Joining the StartUM entrepreneurship incubator at Michigan meant showing up with an idea to pitch. While scrambling for one, I came across a video of two teenagers in Los Angeles whose luxury-picnic company was blowing up on social media. It checked every box: simple, unique, inexpensive to start, high margin.
Every luxury picnic I could find was in a large, warm city like LA, the Bay Area, or Miami. Nobody was doing it in Ann Arbor, and a business that can't operate through a Michigan winter scares off competition. It looked like the perfect summer job.
My mom and girlfriend helped me pick out the supplies: cushions, plates, placemats, and decorations. They understand aesthetics far better than I do, so I delegated most of those decisions to them. The table I built myself. I was getting into woodworking at the time, so I did everything from scratch: gluing up individual planks, sanding it all down, and adding screw-on legs to make transport and assembly easy.
It took far longer than buying one, but it was the part of starting the business I enjoyed most.
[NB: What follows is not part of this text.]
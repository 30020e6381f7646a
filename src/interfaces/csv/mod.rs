pub mod transcript_reader;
The first picnic was a dress rehearsal: my girlfriend invited her friends so I could practice the setup and they could post pictures. Then came flyers, a Google Business profile, and Google ads, which brought the first real booking, an anniversary. I wrote the couple a card and left them a succulent.


Bookings kept coming through the Google profile all summer. Near the end of it, a DM asked whether I could set up for twenty people. With one table there was no way, so I quoted a price that would have funded three or four more tables. They passed, but it planted the idea that bigger groups were where the economics worked.
The business ended the summer around break-even. A few weeks into my sophomore year, I got a call from a mom in Miami booking a birthday picnic for her daughter. The week leading up to it was a stream of texts and calls over every small detail, which showed me how demanding service work can be. The picnic went great, she referred her friends, and that referral led to my first two picnics in one day.
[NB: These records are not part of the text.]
//! Pure state transitions of the ordering conversation.
//!
//! Each function takes the current context by reference and returns the
//! context to continue with plus the descriptor to render. Nothing here
//! mutates shared state, so every step can be tested in isolation.

use crate::domain::context::SessionContext;
use crate::domain::payment::PaymentMethod;
use crate::domain::platform;
use crate::domain::pricing::PricingCalculator;
use crate::domain::quantity::Quantity;
use crate::domain::response::ResponseDescriptor;
use crate::domain::state::ChatState;
use crate::error::ValidationError;

/// Sentinel the collaborator sends to open a conversation.
pub const START_TOKEN: &str = "start";

const CONFIRMATION_KEYWORDS: [&str; 3] = ["payment", "paid", "done"];

const ORDER_NOTICE: &str = "Notes\n\
📌 We can not cancel your order once it has been submitted.\n\
📌 Check the link format carefully before placing the order.\n\
📌 Kindly make sure your account is public, Not private.";

/// Outcome of one step: the context to keep and what to show.
#[derive(Debug, Clone, PartialEq)]
pub struct Transition {
    pub context: SessionContext,
    pub response: ResponseDescriptor,
}

impl Transition {
    fn new(context: SessionContext, response: ResponseDescriptor) -> Self {
        Self { context, response }
    }

    /// Rejection: context unchanged.
    fn stay(ctx: &SessionContext, response: ResponseDescriptor) -> Self {
        Self::new(ctx.clone(), response)
    }
}

/// Advances the machine by one user message.
pub fn step(ctx: &SessionContext, input: &str, pricing: &PricingCalculator) -> Transition {
    match ctx.current_state() {
        ChatState::Greeting => greet(ctx),
        ChatState::QuantitySelection => select_quantity(ctx, input),
        ChatState::PaymentSelection => select_payment(ctx, input),
        ChatState::UrlCollection => collect_url(ctx, input, pricing),
        ChatState::PaymentProcessing => process_payment(ctx, input, pricing),
        ChatState::Confirmation => confirm(ctx),
        ChatState::UserChoice => close(ctx),
        ChatState::Completed => Transition::stay(
            ctx,
            ResponseDescriptor::text("Chat session ended.", ChatState::Completed).closing(),
        ),
    }
}

/// Moves to `UserChoice` with the order notice, whatever the current state.
pub fn confirm(ctx: &SessionContext) -> Transition {
    Transition::new(
        ctx.moved_to(ChatState::UserChoice),
        ResponseDescriptor::text(ORDER_NOTICE, ChatState::UserChoice).with_close_action(),
    )
}

fn greet(ctx: &SessionContext) -> Transition {
    let message = platform::greeting(ctx.platform(), ctx.service());
    Transition::new(
        ctx.moved_to(ChatState::QuantitySelection),
        ResponseDescriptor::text(message, ChatState::QuantitySelection).with_quantity_options(),
    )
}

fn select_quantity(ctx: &SessionContext, input: &str) -> Transition {
    match Quantity::parse(input) {
        Ok(quantity) => Transition::new(
            ctx.moved_to(ChatState::PaymentSelection).with_quantity(quantity),
            ResponseDescriptor::text(
                "Perfect! Now, how would you like to pay for this?",
                ChatState::PaymentSelection,
            )
            .with_payment_options(),
        ),
        Err(err) => {
            let message = quantity_rejection(&err, ctx.service());
            Transition::stay(
                ctx,
                ResponseDescriptor::text(message, ChatState::QuantitySelection)
                    .with_quantity_options(),
            )
        }
    }
}

fn quantity_rejection(err: &ValidationError, service: &str) -> String {
    match err {
        ValidationError::QuantityTooLow(_) => format!(
            "❌ Minimum quantity is {}. Please select at least {} {}.",
            Quantity::MIN,
            Quantity::MIN,
            service.to_lowercase()
        ),
        ValidationError::QuantityTooHigh(_) => "❌ Maximum quantity is 10,000. Please select a lower amount or contact support for bulk orders.".to_string(),
        _ => "❌ Please enter a number (like 1000) or select from the options above.".to_string(),
    }
}

fn select_payment(ctx: &SessionContext, input: &str) -> Transition {
    match PaymentMethod::from_selection(input) {
        Ok(method) => {
            let message = format!(
                "Please paste your {} profile URL here.\n\nExample: {}",
                ctx.platform(),
                platform::url_example(ctx.platform())
            );
            Transition::new(
                ctx.moved_to(ChatState::UrlCollection).with_payment(method),
                ResponseDescriptor::text(message, ChatState::UrlCollection),
            )
        }
        Err(_) => Transition::stay(
            ctx,
            ResponseDescriptor::text(
                "❌ Please select a payment method from the options above (NGN or Crypto).",
                ChatState::PaymentSelection,
            )
            .with_payment_options(),
        ),
    }
}

fn collect_url(ctx: &SessionContext, input: &str, pricing: &PricingCalculator) -> Transition {
    match platform::validate_url(ctx.platform(), input) {
        Ok(()) => {
            let next = ctx
                .moved_to(ChatState::PaymentProcessing)
                .with_social_url(input);
            let amount = pricing
                .quote(next.selected_quantity(), next.selected_payment())
                .to_string();
            let message = format!(
                "Great! The total amount for {} {} is {}",
                quantity_label(&next),
                next.service().to_lowercase(),
                amount
            );
            Transition::new(
                next,
                ResponseDescriptor::text(message, ChatState::PaymentProcessing)
                    .with_pay_action(amount),
            )
        }
        Err(ValidationError::UnsupportedPlatform(_)) => Transition::stay(
            ctx,
            ResponseDescriptor::text(
                format!(
                    "❌ Platform {} is not supported yet. Please contact support.",
                    ctx.platform()
                ),
                ChatState::UrlCollection,
            ),
        ),
        Err(_) => Transition::stay(
            ctx,
            ResponseDescriptor::text(
                format!(
                    "❌ Please enter a valid {} URL.\n\nExamples:\n{}",
                    ctx.platform(),
                    platform::url_examples(ctx.platform())
                ),
                ChatState::UrlCollection,
            ),
        ),
    }
}

fn process_payment(ctx: &SessionContext, input: &str, pricing: &PricingCalculator) -> Transition {
    let lowered = input.to_lowercase();
    if CONFIRMATION_KEYWORDS.iter().any(|k| lowered.contains(k)) {
        let message = format!(
            "Payment confirmed!\nThank you buddy, Your {} {} will arrive shortly.",
            quantity_label(ctx),
            ctx.service().to_lowercase()
        );
        return Transition::new(
            ctx.moved_to(ChatState::Confirmation),
            ResponseDescriptor::text(message, ChatState::Confirmation),
        );
    }

    let amount = pricing
        .quote(ctx.selected_quantity(), ctx.selected_payment())
        .to_string();
    Transition::stay(
        ctx,
        ResponseDescriptor::text(
            "❌ Please tap the payment button above to proceed, or type 'I have made payment' after completing your payment.",
            ChatState::PaymentProcessing,
        )
        .with_pay_action(amount),
    )
}

fn close(ctx: &SessionContext) -> Transition {
    Transition::new(
        ctx.moved_to(ChatState::Completed),
        ResponseDescriptor::text(
            "Thank you for choosing us! Chat session ended.",
            ChatState::Completed,
        )
        .closing(),
    )
}

fn quantity_label(ctx: &SessionContext) -> String {
    ctx.selected_quantity()
        .map(|q| q.to_string())
        .unwrap_or_default()
}

#[cfg(test)]
mod tests {
    use super::*;

    fn at(state: ChatState) -> SessionContext {
        SessionContext::new("Instagram", "Followers").moved_to(state)
    }

    #[test]
    fn test_greeting_accepts_any_input() {
        let t = step(&at(ChatState::Greeting), "hello?", &PricingCalculator::default());
        assert_eq!(t.context.current_state(), ChatState::QuantitySelection);
        assert!(t.response.show_quantity_options);
    }

    #[test]
    fn test_step_does_not_touch_input_context() {
        let ctx = at(ChatState::QuantitySelection);
        let t = step(&ctx, "700", &PricingCalculator::default());
        assert_eq!(ctx.current_state(), ChatState::QuantitySelection);
        assert!(ctx.selected_quantity().is_none());
        assert_eq!(t.context.selected_quantity().map(|q| q.value()), Some(700));
    }

    #[test]
    fn test_quantity_rejections() {
        let ctx = at(ChatState::QuantitySelection);
        let pricing = PricingCalculator::default();

        let low = step(&ctx, "99", &pricing);
        assert!(low.response.message.contains("Minimum quantity is 100"));
        assert!(low.response.message.contains("followers"));

        let high = step(&ctx, "20000", &pricing);
        assert!(high.response.message.contains("Maximum quantity is 10,000"));
        assert!(high.response.message.contains("contact support"));

        let none = step(&ctx, "lots", &pricing);
        assert!(none.response.message.contains("Please enter a number"));

        for t in [low, high, none] {
            assert_eq!(t.context, ctx);
            assert!(t.response.show_quantity_options);
        }
    }

    #[test]
    fn test_payment_rejection_reoffers_chips() {
        let ctx = at(ChatState::PaymentSelection);
        let t = step(&ctx, "paypal", &PricingCalculator::default());
        assert_eq!(t.context, ctx);
        assert!(t.response.show_payment_options);
        assert_eq!(t.response.next_state, ChatState::PaymentSelection);
    }

    #[test]
    fn test_url_prompt_uses_generic_template() {
        let ctx = SessionContext::new("Facebook", "Likes").moved_to(ChatState::PaymentSelection);
        let t = step(&ctx, "ngn", &PricingCalculator::default());
        assert!(t.response.message.contains("https://facebook.com/username"));
        assert_eq!(t.context.current_state(), ChatState::UrlCollection);
    }

    #[test]
    fn test_processing_reject_keeps_pay_action() {
        let ctx = at(ChatState::PaymentProcessing);
        let t = step(&ctx, "how do I pay?", &PricingCalculator::default());
        assert_eq!(t.context.current_state(), ChatState::PaymentProcessing);
        assert!(t.response.show_pay_action);
        assert!(t.response.amount.is_some());
    }

    #[test]
    fn test_confirmation_state_emits_notice() {
        let t = step(&at(ChatState::Confirmation), "", &PricingCalculator::default());
        assert_eq!(t.context.current_state(), ChatState::UserChoice);
        assert!(t.response.show_close_action);
        assert!(t.response.message.contains("can not cancel"));
    }

    #[test]
    fn test_completed_stays_closed() {
        let ctx = at(ChatState::Completed);
        let t = step(&ctx, "hello again", &PricingCalculator::default());
        assert_eq!(t.context, ctx);
        assert!(t.response.close_session);
    }
}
Season two opened during finals week, in the rain. A last-minute move under a gazebo at Gallup Park saved the couple's date. After school ended I built a second table and expanded the inventory for larger groups, then mostly let the Google profile carry bookings: I was working a full-time internship at Ally in Detroit and starting Stir at the same time, and Yoel was doing research full-time at Michigan.


In mid-June I got a text from an unknown number: a producer asking whether Lux Picnics wanted to be featured on a Local 4 "Live in the D" segment. I assumed it was a scam until I looked into it. The taping fell on a day I had a meeting I couldn't move, so Yoel went on instead. He was nervous, and we spent the whole afternoon before the show rehearsing lines. The segment went well, and I watched it live from home.
A few weeks later we set up our biggest picnic yet: nine people for a bachelorette party, with both tables out for the first time.



We wound the business down when I moved to San Francisco. I still have the tables.